A capacity of 16 times current demand seems comfortable but if you only get 20% of the rated capacity and 50% of that is energy consumed in running the damn things then that's only 10% which means there is a potential of 1.6 times current use which, with growth in demand, ain't gonna last long.

But that assumes installed capacity will even come close to potential capacity or to matching demand and will require conventional power back up of around 100% so you have to spend twice, once of the wind farms and once on the back up power.

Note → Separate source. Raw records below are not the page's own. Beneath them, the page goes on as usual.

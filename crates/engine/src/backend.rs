//! Collaborator interfaces consumed by the scheduler
//!
//! The scheduler never touches weights, tokenizer tables or sampling math
//! directly. Everything model-specific is injected through the traits below.

use batchloop_common::{BatchLoopError, GenerationParams};
use thiserror::Error;

/// Vocabulary token identifier
pub type TokenId = u32;

/// Decoder cache sequence identifier
pub type SeqId = u32;

/// Position of a token within its sequence
pub type Pos = usize;

/// One token of a decode call
#[derive(Debug, Clone, Copy, PartialEq, Eq)]
pub struct BatchEntry {
    pub token: TokenId,
    pub pos: Pos,
    pub seq_id: SeqId,
    /// Whether the engine must keep logits for this entry
    pub logits: bool,
}

/// Decode failure reported by the engine
#[derive(Error, Debug, Clone, Copy, PartialEq, Eq)]
pub enum DecodeError {
    /// Retryable with a smaller batch (cache pressure)
    #[error("transient decode failure (code {0})")]
    Transient(i32),

    /// Unrecoverable
    #[error("fatal decode failure (code {0})")]
    Fatal(i32),
}

/// Tokenizer rejected its input
#[derive(Error, Debug, Clone, PartialEq, Eq)]
#[error("{0}")]
pub struct TokenizationError(pub String);

/// Sampler construction or sampling failure
#[derive(Error, Debug, Clone, PartialEq, Eq)]
#[error("{0}")]
pub struct SamplingError(pub String);

impl From<TokenizationError> for BatchLoopError {
    fn from(err: TokenizationError) -> Self {
        BatchLoopError::tokenization(err.0)
    }
}

impl From<SamplingError> for BatchLoopError {
    fn from(err: SamplingError) -> Self {
        BatchLoopError::sampling(err.0)
    }
}

/// Autoregressive decoder owning the shared KV cache
pub trait DecodeEngine {
    /// Maximum positions per sequence
    fn context_length(&self) -> usize;

    /// Number of per-request sequences (`1..=seq_capacity`); sequence 0 is
    /// always available in addition
    fn seq_capacity(&self) -> usize;

    /// Largest batch a single `decode` call accepts
    fn max_batch_size(&self) -> usize;

    /// Append `batch` to the cache
    ///
    /// A failed call leaves the cache unchanged.
    fn decode(&mut self, batch: &[BatchEntry]) -> Result<(), DecodeError>;

    /// Logits of entry `index` of the most recent successful `decode`
    fn logits(&self, index: usize) -> Option<&[f32]>;

    /// Make `dst` share the cache contents of `src`
    fn copy_sequence(&mut self, src: SeqId, dst: SeqId);

    /// Drop positions `from..to` of `seq` (`to = None` means to the end)
    fn evict_sequence(&mut self, seq: SeqId, from: Pos, to: Option<Pos>);

    /// Drop every sequence
    fn clear_all(&mut self);
}

/// Text to token conversion
pub trait Tokenizer {
    fn tokenize(&self, text: &str, add_special: bool) -> Result<Vec<TokenId>, TokenizationError>;
}

/// Token metadata and detokenization
pub trait Vocabulary {
    /// The canonical end-of-sequence token
    fn end_of_sequence(&self) -> TokenId;

    /// Whether `token` terminates generation (superset of end-of-sequence)
    fn is_end_of_generation(&self, token: TokenId) -> bool;

    /// Raw bytes of one token; may be a partial UTF-8 sequence
    fn token_to_piece(&self, token: TokenId) -> Vec<u8>;
}

/// Stateful token sampler bound to one sequence
pub trait Sampler {
    /// Pick the next token from `logits`
    fn sample(&mut self, logits: &[f32]) -> Result<TokenId, SamplingError>;

    /// Record `token` in the sampler history (repeat penalty bookkeeping)
    fn accept(&mut self, token: TokenId);
}

/// Builds one sampler per slot
pub trait SamplerFactory {
    type Sampler: Sampler;

    fn new_sampler(&self, params: &GenerationParams, seed: u64) -> Result<Self::Sampler, SamplingError>;
}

Boy, this is this a rip-off merchants dream or isn't it?

I also noted this:
Indeed, transmission may be the greatest challenge facing the U.S. wind industry. While it can take just about a year to build a wind farm, it can take around five to deliver the clean power to populated areas.
and the comment on the mismatch between the grid and areas with industrial capacity wind potential which mirrors some other report findings elsewhere.

So then you have an investment in grid structure to add in and if it takes 5 years to get the grid and 1 year to get the wind farm, why are they building the wind farms before they build the grids? To get the subsidies (stimulus funds) I guess. Probably no such finds for grid development?

JMW
 
The grid definitely can be a problem, especially with NIMBY always going to occur. Who wants a high voltage transmission line in their back yard?
 
When the wind is not blowing there is plenty of transmission capacity.

 
It does seem like the parasitic instrument and oil pump power, cable unwinding power, etc. that were mentioned are too high at around 20%. I would think they wouldn't be more than 10%. But then again probably 5% is just from cable and transformer losses. Maybe 20% is correct, but I have no personal knowledge base there. Be interesting to hear from some insiders about that.

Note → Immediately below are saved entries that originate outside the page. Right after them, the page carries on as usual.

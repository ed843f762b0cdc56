//! Post-processing of raw generated text

use batchloop_common::CleanerConfig;

/// Strips chat-template markers and conversational turn markers from responses
#[derive(Debug, Clone)]
pub struct ResponseCleaner {
    markers: Vec<String>,
    stop_sequences: Vec<String>,
}

impl ResponseCleaner {
    pub fn new(config: &CleanerConfig, stop_sequences: &[String]) -> Self {
        Self {
            markers: config.markers.iter().filter(|m| !m.is_empty()).cloned().collect(),
            stop_sequences: stop_sequences.iter().filter(|s| !s.is_empty()).cloned().collect(),
        }
    }

    /// Clean one response
    ///
    /// Markers are removed until none remain, the text is cut at the first
    /// stop sequence, then leading junk and trailing whitespace are trimmed.
    pub fn clean(&self, raw: &str) -> String {
        let mut text = raw.to_string();

        loop {
            let before = text.len();
            for marker in &self.markers {
                if text.contains(marker.as_str()) {
                    text = text.replace(marker.as_str(), "");
                }
            }
            if text.len() == before {
                break;
            }
        }

        if let Some(cut) = self
            .stop_sequences
            .iter()
            .filter_map(|s| text.find(s.as_str()))
            .min()
        {
            text.truncate(cut);
        }

        text.trim_start_matches(is_leading_junk)
            .trim_end()
            .to_string()
    }

    /// Lossy UTF-8 decode followed by `clean`
    pub fn clean_bytes(&self, raw: &[u8]) -> String {
        self.clean(&String::from_utf8_lossy(raw))
    }
}

impl Default for ResponseCleaner {
    fn default() -> Self {
        Self::new(
            &CleanerConfig::default(),
            &batchloop_common::GenerationParams::default().stop_sequences,
        )
    }
}

fn is_leading_junk(c: char) -> bool {
    c == '?' || c == char::REPLACEMENT_CHARACTER || c.is_control() || c.is_whitespace()
}
/// Sample every slot whose entry landed in the decoded `range`
fn sample_chunk<E, V, S>(
    engine: &E,
    slots: &mut [Slot<S>],
    vocab: &V,
    stop: &StopCriteria,
    range: Range<usize>,
) where
    E: DecodeEngine + ?Sized,
    V: Vocabulary + ?Sized,
    S: Sampler,
{
    for slot in slots_in(slots, &range) {
        let Some(i_batch) = slot.batch_index() else {
            continue;
        };

        let Some(logits) = engine.logits(i_batch - range.start) else {
            slot.fail(format!("Sampling failed: no logits for batch entry {}", i_batch));
            continue;
        };

        match slot.sample(logits) {
            Ok(token) => {
                slot.advance(token, vocab, stop);
            }
            Err(e) => {
                warn!("Sequence {}: sampling failed: {}", slot.seq_id(), e);
                slot.fail(format!("Sampling failed: {}", e));
            }
        }
    }
}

I was just estimating based on the amount of time they seem to turn verses the amount of time they're standing still, never mind on if they are turning near design point. On that on/off basis alone they simply can't be generating more than 25% of Capacity.

It seems like the name of the wind power game is to pass off all the big costs to the taxpayers, then claim a credit to boot. Did you see that even Marriott was reducing their taxes from 36% to 6%. This isn't really about the electricity at all.

**********************
"Pumping accounts for 20% of the world’s energy used by electric motors and 25-50% of the total electrical energy usage in certain industrial facilities."-DOE statistic (Note: Make that 99% for pipeline companies)
 
I am not an expert by any means but I always thought that when you see figures like 20 - 30% output for wind turbines that doesn't include when the turbines are off. That means that these units are only generating 20 - 30% of their nameplate rating when they are actually spinning.

Can someone enlighten me?
 
Forgot to mention,

In one of the articles somebody implied that the Barcelona black out was caused by a wind power grid mismatch. I hadn't heard anything official about what it was attributed to, so I will try to do some research into that.

**********************
"Pumping accounts for 20% of the world’s energy used by electric motors and 25-50% of the total electrical energy usage in certain industrial facilities."-DOE statistic (Note: Make that 99% for pipeline companies)
 
So what is the total harvest factor of a wind farm? 25% of name plate, plus something for losses, plus the wind between the towers (so the standing towers don't interfear with each other), plus step up losses, and collector losses, and transmission losses. Factor in land non-usability factors (like off the coast of capecod), and what is the realistic deliverability total?

Now through the losses for storage of to much wind, and delivering when there is no wind. And what you have is no one has made a complete calculation, just some pie in the sky prediction that can never be relized.

Seems more like numbers to impress you friends, and influence people with.